Phased Implementation: The Bank of Korea supports a cautious, step-by-step rollout of won-denominated stablecoins to minimise financial risks and ensure regulatory readiness.

Commercial Bank Involvement: According to BOK official Ryoo, stablecoins should first be introduced through regulated commercial banks to establish a secure and controlled environment.

Focus on Stability and Oversight: The central bank emphasised the need for strong oversight, consumer protection, and alignment with global standards to prevent disruption to the financial system.

South Korea’s central bank, the Bank of Korea (BOK), has called for a cautious and phased introduction of stablecoins in the country’s financial system.

Overview

According to Yonhap News, BOK deputy governor Ryoo Sangdai stated that a won-backed stablecoin should be launched through regulated commercial banks to provide a secure foundation. Sangdai said, “It would be desirable to initially allow stablecoin issuance primarily through banks, which are subject to higher levels of financial regulation, and gradually expand it to the non-banking sector.” He added, “The aim is to establish a safety net, considering the potential for market disruption or consumer harm.” 

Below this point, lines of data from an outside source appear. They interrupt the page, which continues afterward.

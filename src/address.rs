//! Resolved endpoints and the pools that hold them.

use std::collections::HashSet;
use std::fmt;
use std::net::{IpAddr, SocketAddr};
use std::str::FromStr;
use std::time::Duration;

use tokio::time::Instant;

use crate::error::{Error, Result};

/// A resolved network endpoint.
#[derive(Clone, Debug, PartialEq, Eq, Hash, PartialOrd, Ord)]
pub struct Address {
    host: String,
    port: u16,
}

impl Address {
    /// Creates an address from a host and port.
    ///
    /// # Errors
    ///
    /// Returns [`Error::InvalidInput`] if the host is empty or the port is 0.
    pub fn new(host: impl Into<String>, port: u16) -> Result<Self> {
        let host = host.into();

        if host.is_empty() {
            return Err(Error::InvalidInput("address host must not be empty".into()));
        }

        if port == 0 {
            return Err(Error::InvalidInput(format!("address {host} has port 0")));
        }

        Ok(Self { host, port })
    }

    /// Returns the host name or IP literal.
    #[must_use]
    pub fn host(&self) -> &str {
        &self.host
    }

    /// Returns the port.
    #[must_use]
    pub fn port(&self) -> u16 {
        self.port
    }

    /// Returns the address as a `SocketAddr` when the host is an IP literal.
    #[must_use]
    pub fn socket_addr(&self) -> Option<SocketAddr> {
        self.host
            .parse::<IpAddr>()
            .ok()
            .map(|ip| SocketAddr::new(ip, self.port))
    }
}

impl fmt::Display for Address {
    fn fmt(&self, f: &mut fmt::Formatter<'_>) -> fmt::Result {
        if self.host.contains(':') {
            write!(f, "[{}]:{}", self.host, self.port)
        } else {
            write!(f, "{}:{}", self.host, self.port)
        }
    }
}

impl From<SocketAddr> for Address {
    fn from(addr: SocketAddr) -> Self {
        Self {
            host: addr.ip().to_string(),
            port: addr.port(),
        }
    }
}

impl FromStr for Address {
    type Err = Error;

    /// Parses `host:port` or `[v6]:port`.
    fn from_str(s: &str) -> Result<Self> {
        if let Ok(addr) = s.parse::<SocketAddr>() {
            return Self::new(addr.ip().to_string(), addr.port());
        }

        let (host, port) = s
            .rsplit_once(':')
            .ok_or_else(|| Error::InvalidInput(format!("address {s:?} has no port")))?;

        let port = port
            .parse::<u16>()
            .map_err(|e| Error::InvalidInput(format!("address {s:?} has invalid port: {e}")))?;

        Self::new(host, port)
    }
}

/// The addresses currently believed live for one service.
///
/// A pool is an immutable snapshot: refreshing a service replaces its pool
/// with a new one instead of editing the existing value.
#[derive(Clone, Debug)]
pub struct AddressPool {
    addresses: Vec<Address>,
    refreshed_at: Instant,
}

impl AddressPool {
    /// Creates a pool stamped with the current time.
    ///
    /// Duplicates are dropped; the first occurrence keeps its position.
    #[must_use]
    pub fn new(addresses: impl IntoIterator<Item = Address>) -> Self {
        let mut seen = HashSet::new();
        let addresses = addresses
            .into_iter()
            .filter(|addr| seen.insert(addr.clone()))
            .collect();

        Self {
            addresses,
            refreshed_at: Instant::now(),
        }
    }

    /// Returns the addresses in resolution order.
    #[must_use]
    pub fn addresses(&self) -> &[Address] {
        &self.addresses
    }

    /// Returns the number of addresses.
    #[must_use]
    pub fn len(&self) -> usize {
        self.addresses.len()
    }

    /// Returns `true` if the pool holds no addresses.
    #[must_use]
    pub fn is_empty(&self) -> bool {
        self.addresses.is_empty()
    }

    /// Returns the address at `index`, if any.
    #[must_use]
    pub fn get(&self, index: usize) -> Option<&Address> {
        self.addresses.get(index)
    }

    /// Returns when the pool was resolved.
    #[must_use]
    pub fn refreshed_at(&self) -> Instant {
        self.refreshed_at
    }

    /// Returns how long ago the pool was resolved.
    #[must_use]
    pub fn age(&self) -> Duration {
        self.refreshed_at.elapsed()
    }
}

#[cfg(test)]
mod tests {
    use super::*;

    fn addr(host: &str, port: u16) -> Address {
        Address::new(host, port).unwrap()
    }

    #[test]
    fn new_rejects_empty_host() {
        assert!(matches!(Address::new("", 80), Err(Error::InvalidInput(_))));
    }

    #[test]
    fn new_rejects_port_zero() {
        assert!(matches!(
            Address::new("10.0.0.1", 0),
            Err(Error::InvalidInput(_))
        ));
    }

    #[test]
    fn equality_is_by_host_and_port() {
        assert_eq!(addr("a", 80), addr("a", 80));
        assert_ne!(addr("a", 80), addr("a", 81));
        assert_ne!(addr("a", 80), addr("b", 80));
    }

    #[test]
    fn display_formats_host_and_port() {
        assert_eq!(addr("10.0.0.1", 8080).to_string(), "10.0.0.1:8080");
        assert_eq!(addr("web.node.consul", 80).to_string(), "web.node.consul:80");
        assert_eq!(addr("2001:db8::1", 443).to_string(), "[2001:db8::1]:443");
    }

    #[test]
    fn parse_host_and_port() {
        let parsed: Address = "web.node.consul:8500".parse().unwrap();
        assert_eq!(parsed, addr("web.node.consul", 8500));
    }

    #[test]
    fn parse_ipv6() {
        let parsed: Address = "[::1]:50051".parse().unwrap();
        assert_eq!(parsed, addr("::1", 50051));
        assert_eq!(parsed.socket_addr(), Some("[::1]:50051".parse().unwrap()));
    }

    #[test]
    fn parse_rejects_missing_or_bad_port() {
        assert!("web.node.consul".parse::<Address>().is_err());
        assert!("web.node.consul:http".parse::<Address>().is_err());
        assert!("web.node.consul:0".parse::<Address>().is_err());
        assert!(":80".parse::<Address>().is_err());
    }

    #[test]
    fn from_socket_addr() {
        let socket: SocketAddr = "10.0.0.1:50051".parse().unwrap();
        let address = Address::from(socket);

        assert_eq!(address.host(), "10.0.0.1");
        assert_eq!(address.port(), 50051);
        assert_eq!(address.socket_addr(), Some(socket));
    }

    #[test]
    fn socket_addr_is_none_for_host_names() {
        assert!(addr("web.node.consul", 80).socket_addr().is_none());
    }

    #[test]
    fn pool_deduplicates_preserving_order() {
        let pool = AddressPool::new(vec![
            addr("b", 80),
            addr("a", 80),
            addr("b", 80),
            addr("c", 80),
        ]);

        assert_eq!(
            pool.addresses(),
            &[addr("b", 80), addr("a", 80), addr("c", 80)]
        );
        assert_eq!(pool.len(), 3);
        assert!(!pool.is_empty());
    }

    #[test]
    fn empty_pool() {
        let pool = AddressPool::new(Vec::new());
        assert!(pool.is_empty());
        assert!(pool.get(0).is_none());
    }

    #[tokio::test(start_paused = true)]
    async fn pool_age_tracks_time() {
        let pool = AddressPool::new(vec![addr("a", 80)]);
        tokio::time::advance(Duration::from_secs(7)).await;

        assert_eq!(pool.age(), Duration::from_secs(7));
    }
}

The proposal comes amid growing interest in blockchain-based digital finance and the global rise of central bank digital currencies (CBDCs). According to a recent policy statement and interviews with senior officials, the BOK emphasised that stablecoins—cryptocurrencies pegged to fiat currencies like the Korean won or US dollar—could offer benefits such as faster payments and broader financial inclusion. However, they also present significant regulatory and monetary policy challenges. 

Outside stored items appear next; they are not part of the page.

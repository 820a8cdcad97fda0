//! Error type shared by every layer of the load balancer.

/// Result type for load balancer operations.
pub type Result<T> = std::result::Result<T, Error>;

/// Errors returned by resolvers, the pool cache, selectors and the load balancer.
///
/// The type is `Clone` so that one in-flight resolution can hand the same
/// outcome to every caller waiting on it.
#[derive(Clone, Debug, PartialEq, Eq, thiserror::Error)]
pub enum Error {
    /// The caller supplied an unusable argument, such as an empty service name.
    #[error("invalid input: {0}")]
    InvalidInput(String),

    /// The load balancer could not be constructed from the given settings.
    #[error("invalid configuration: {0}")]
    InvalidConfiguration(String),

    /// Discovery returned no addresses and no usable stale pool exists.
    #[error("no addresses found for service {service}")]
    NotFound {
        /// The service that was looked up.
        service: String,
    },

    /// Discovery failed (transport error, malformed response or timeout).
    #[error("failed to resolve service {service}: {reason}")]
    ResolutionFailure {
        /// The service that was looked up.
        service: String,
        /// Description of the underlying failure.
        reason: String,
    },

    /// A selector was handed a pool without addresses.
    #[error("address pool for service {service} is empty")]
    EmptyPool {
        /// The service whose pool was empty.
        service: String,
    },
}

impl Error {
    pub(crate) fn not_found(service: &str) -> Self {
        Self::NotFound {
            service: service.to_string(),
        }
    }

    pub(crate) fn resolution_failure(service: &str, reason: impl std::fmt::Display) -> Self {
        Self::ResolutionFailure {
            service: service.to_string(),
            reason: reason.to_string(),
        }
    }

    pub(crate) fn empty_pool(service: &str) -> Self {
        Self::EmptyPool {
            service: service.to_string(),
        }
    }

    /// Returns `true` for the discovery outcomes a stale pool may stand in for.
    #[must_use]
    pub fn is_discovery_failure(&self) -> bool {
        matches!(self, Self::NotFound { .. } | Self::ResolutionFailure { .. })
    }
}

/// Rejects empty service names before any lookup is attempted.
pub(crate) fn validate_service_name(service: &str) -> Result<()> {
    if service.is_empty() {
        return Err(Error::InvalidInput("service name must not be empty".into()));
    }

    Ok(())
}

#[cfg(test)]
mod tests {
    use super::*;

    #[test]
    fn empty_service_name_is_invalid_input() {
        assert!(matches!(
            validate_service_name(""),
            Err(Error::InvalidInput(_))
        ));
    }

    #[test]
    fn non_empty_service_name_is_accepted() {
        assert!(validate_service_name("web.service.consul").is_ok());
    }

    #[test]
    fn discovery_failures_are_classified() {
        assert!(Error::not_found("svc").is_discovery_failure());
        assert!(Error::resolution_failure("svc", "timed out").is_discovery_failure());
        assert!(!Error::empty_pool("svc").is_discovery_failure());
        assert!(!Error::InvalidInput("x".into()).is_discovery_failure());
    }

    #[test]
    fn display_includes_service_and_reason() {
        let err = Error::resolution_failure("web", "connection refused");
        assert_eq!(
            err.to_string(),
            "failed to resolve service web: connection refused"
        );
    }
}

The bank stated that introducing stablecoins should be approached carefully, considering potential risks, including financial instability, privacy concerns, and undermining sovereign currency control. A senior BOK official noted that while innovation in financial technology is welcome, it must not come at the expense of regulatory clarity and consumer protection. The BOK is already running pilot programs for a CBDC, which could complement or compete with privately issued stablecoins. The central bank’s current stance aims to allow time for regulatory frameworks, technological infrastructure, and consumer readiness to catch up with the pace of innovation.

Regulatory Alignment and Global Cooperation Seen as Key

A significant concern for the BOK is ensuring that any stablecoin framework aligns with South Korea’s existing financial regulations and international standards. The central bank emphasised collaborating with global institutions such as the International Monetary Fund (IMF), the Financial Stability Board (FSB), and other central banks to create interoperable and secure digital currency ecosystems. This approach mirrors actions taken by other jurisdictions, such as Japan, the European Union, and the United States, all in various stablecoin and CBDC development stages. 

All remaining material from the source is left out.